So if you have a system that does that for you, and does the end to end VOQ and does the cell assembly reassembly?
That pretty much solved that operational nightmare. This is what’s known as the cross bisectional bandwidth problem. When you have an Ethernet or anything packet based or affected by flows, the cross bisectional bandwidth degrades. When you have a DDC solution, cross bisectional bandwidth is equal to the bandwidth of your network interfaces. Just one to one. Actually, a bit more, just like I said before, because of the overheads. Okay. And so, just so I understand, in my little network diagram I’ve got in my head, my top of rack switch has divided this frame into cells. Cell A is going to spine one, Cell B is going to spine two, and so on and so on. Yes, exactly. And each one of those cell switches just send it to the destination top of like, let’s call it x. And he reassembles everything. Got it? Okay. If you will, try to compare it also to a Clos you would often hear also talks about what about reordering.

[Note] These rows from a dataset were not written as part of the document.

//! Reader: exact lookup and bounded (`≤`/`≥`) lookup (sections 4.6, 4.7).
//!
//! Every public method here takes no lock; each wraps its traversal in the
//! remove-count envelope described in section 5 and retries unconditionally
//! if it detects it may have run long enough to race a retiring node back
//! into reuse.

use crate::alloc::Allocator;
use crate::error::Dir;
use crate::map::Map;
use crate::node::{contains, decode, slice_index, Inner, Leaf, Slot, DELETED_LIFE, SLNODES};
use crate::sync::{Backoff, ORD_ACQ};

impl<A: Allocator> Map<A> {
    /// Exact-match lookup.
    pub fn get(&self, key: u64) -> Option<usize> {
        self.read_with_retry(|| {
            let mut cur = self.root.load(ORD_ACQ);
            while let Slot::Inner(n) = decode(cur) {
                let idx = slice_index(key, unsafe { (*n).shift });
                cur = unsafe { (*n).children[idx].load(ORD_ACQ) };
            }
            match decode(cur) {
                Slot::Leaf(k) if unsafe { (*k).key.load(ORD_ACQ) } == key => {
                    Some(unsafe { (*k).value.load(ORD_ACQ) })
                }
                _ => None,
            }
        })
    }

    /// Largest-key-at-most lookup.
    pub fn find_le(&self, key: u64) -> Option<(u64, usize)> {
        self.read_with_retry(|| {
            let root = self.root.load(ORD_ACQ);
            find_le_word(root, key).map(read_leaf)
        })
    }

    /// Smallest-key-at-least lookup.
    pub fn find_ge(&self, key: u64) -> Option<(u64, usize)> {
        self.read_with_retry(|| {
            let root = self.root.load(ORD_ACQ);
            find_ge_word(root, key).map(read_leaf)
        })
    }

    /// Parametrized lookup: `dir` selects `<`, `≤`, `=`, `≥` or `>`.
    ///
    /// The strict variants are implemented, as in the source, by
    /// decrementing/incrementing `key` once and delegating to `≤`/`≥`; the
    /// boundary is guarded so no key is treated as `< 0` or `> u64::MAX`.
    pub fn find(&self, key: u64, dir: Dir) -> Option<(u64, usize)> {
        let key = match dir {
            Dir::Lt => key.checked_sub(1)?,
            Dir::Gt => key.checked_add(1)?,
            Dir::Le | Dir::Eq | Dir::Ge => key,
        };
        match dir {
            Dir::Lt | Dir::Le => self.find_le(key),
            Dir::Gt | Dir::Ge => self.find_ge(key),
            Dir::Eq => self.get(key).map(|v| (key, v)),
        }
    }

    /// Wrap `attempt` in the remove-count envelope: sample `remove_count`
    /// before and after, and retry unconditionally if at least
    /// `DELETED_LIFE` removes elapsed during the attempt.
    fn read_with_retry<T>(&self, mut attempt: impl FnMut() -> T) -> T {
        let mut backoff = Backoff::new();
        loop {
            let r1 = self.remove_count.load(ORD_ACQ);
            let result = attempt();
            let r2 = self.remove_count.load(ORD_ACQ);
            if r1 + DELETED_LIFE as u64 <= r2 {
                log::trace!("reader retry: r1={r1} r2={r2}");
                backoff.spin();
                continue;
            }
            return result;
        }
    }
}

fn read_leaf(k: *mut Leaf) -> (u64, usize) {
    unsafe { ((*k).key.load(ORD_ACQ), (*k).value.load(ORD_ACQ)) }
}

fn find_le_word(word: usize, key: u64) -> Option<*mut Leaf> {
    match decode(word) {
        Slot::Null => None,
        Slot::Leaf(k) => {
            if unsafe { (*k).key.load(ORD_ACQ) } <= key {
                Some(k)
            } else {
                None
            }
        }
        Slot::Inner(n) => {
            let path = unsafe { (*n).path.load(ORD_ACQ) };
            let shift = unsafe { (*n).shift };
            if !contains(key, path, shift) {
                return if path < key {
                    find_predecessor(n)
                } else {
                    None
                };
            }
            let nib = slice_index(key, shift);
            let child = unsafe { (*n).children[nib].load(ORD_ACQ) };
            if let Some(k) = find_le_word(child, key) {
                return Some(k);
            }
            for i in (0..nib).rev() {
                let sib = unsafe { (*n).children[i].load(ORD_ACQ) };
                if sib != 0 {
                    return match decode(sib) {
                        Slot::Leaf(k) => Some(k),
                        Slot::Inner(m) => find_predecessor(m),
                        Slot::Null => unreachable!(),
                    };
                }
            }
            None
        }
    }
}

fn find_ge_word(word: usize, key: u64) -> Option<*mut Leaf> {
    match decode(word) {
        Slot::Null => None,
        Slot::Leaf(k) => {
            if unsafe { (*k).key.load(ORD_ACQ) } >= key {
                Some(k)
            } else {
                None
            }
        }
        Slot::Inner(n) => {
            let path = unsafe { (*n).path.load(ORD_ACQ) };
            let shift = unsafe { (*n).shift };
            if !contains(key, path, shift) {
                return if path > key {
                    find_successor(n)
                } else {
                    None
                };
            }
            let nib = slice_index(key, shift);
            let child = unsafe { (*n).children[nib].load(ORD_ACQ) };
            if let Some(k) = find_ge_word(child, key) {
                return Some(k);
            }
            for i in (nib + 1)..SLNODES {
                let sib = unsafe { (*n).children[i].load(ORD_ACQ) };
                if sib != 0 {
                    return match decode(sib) {
                        Slot::Leaf(k) => Some(k),
                        Slot::Inner(m) => find_successor(m),
                        Slot::Null => unreachable!(),
                    };
                }
            }
            None
        }
    }
}

/// Rightmost leaf in a subtree: repeatedly takes the highest non-null
/// child. Returns `None` only if a level has no non-null child at all,
/// which invariant 1 rules out.
fn find_predecessor(mut n: *mut Inner) -> Option<*mut Leaf> {
    loop {
        let mut next = None;
        for i in (0..SLNODES).rev() {
            let child = unsafe { (*n).children[i].load(ORD_ACQ) };
            if child != 0 {
                next = Some(child);
                break;
            }
        }
        match decode(next?) {
            Slot::Leaf(k) => return Some(k),
            Slot::Inner(m) => n = m,
            Slot::Null => unreachable!(),
        }
    }
}

/// Leftmost leaf in a subtree: mirror of [`find_predecessor`].
fn find_successor(mut n: *mut Inner) -> Option<*mut Leaf> {
    loop {
        let mut next = None;
        for i in 0..SLNODES {
            let child = unsafe { (*n).children[i].load(ORD_ACQ) };
            if child != 0 {
                next = Some(child);
                break;
            }
        }
        match decode(next?) {
            Slot::Leaf(k) => return Some(k),
            Slot::Inner(m) => n = m,
            Slot::Null => unreachable!(),
        }
    }
}
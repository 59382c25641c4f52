//! Error and outcome types for the map's write operations.
//!
//! Section 7's taxonomy distinguishes conditions, not type names; this is
//! the concrete Rust realization of it, in the teacher's `repr(u8)`
//! one-doc-line-per-variant style.

#[derive(Debug, PartialEq, Eq, Clone, Copy)]
#[repr(u8)]
/// Successful outcomes of [`crate::Map::insert`].
pub enum InsertOutcome {
    /// a new key was added
    Inserted,
    /// an existing key's value was overwritten (`update = true`)
    Updated,
}

#[derive(Debug, PartialEq, Eq, Clone, Copy)]
#[repr(u8)]
/// Failure conditions of [`crate::Map::insert`]. State is unchanged on
/// either.
pub enum InsertError {
    /// the key is already present and `update` was not requested
    AlreadyExists,
    /// an internal node or leaf allocation failed
    OutOfMemory,
}

/// Direction of a [`crate::Map::find`] query, mirroring `dir ∈ {<, ≤, =, ≥, >}`.
#[derive(Debug, PartialEq, Eq, Clone, Copy)]
#[repr(i8)]
pub enum Dir {
    /// strictly less than
    Lt = -2,
    /// less than or equal to
    Le = -1,
    /// exact match
    Eq = 0,
    /// greater than or equal to
    Ge = 1,
    /// strictly greater than
    Gt = 2,
}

So that’s, I think that’s the exact place where there’s no reordering at the endpoint or at the top of work. You don’t need a super nick or a DPU to handle the reordering for you. It happens on the fabric itself. So the key point is that all of those functionalities like VOQ, congestion control, reordering, they’re all handled on the network layer, they’re not handled on the server or on the GPU. So you don’t need unique hardware for that. You can pretty much support any NIC that you have out there. And it doesn’t have to be a special NIC just specifically for AI because the network can handle it for you.
So I think this notion of scheduled fabric also has something called credits, credit based forwarding. Can we get into how that works and what role it plays?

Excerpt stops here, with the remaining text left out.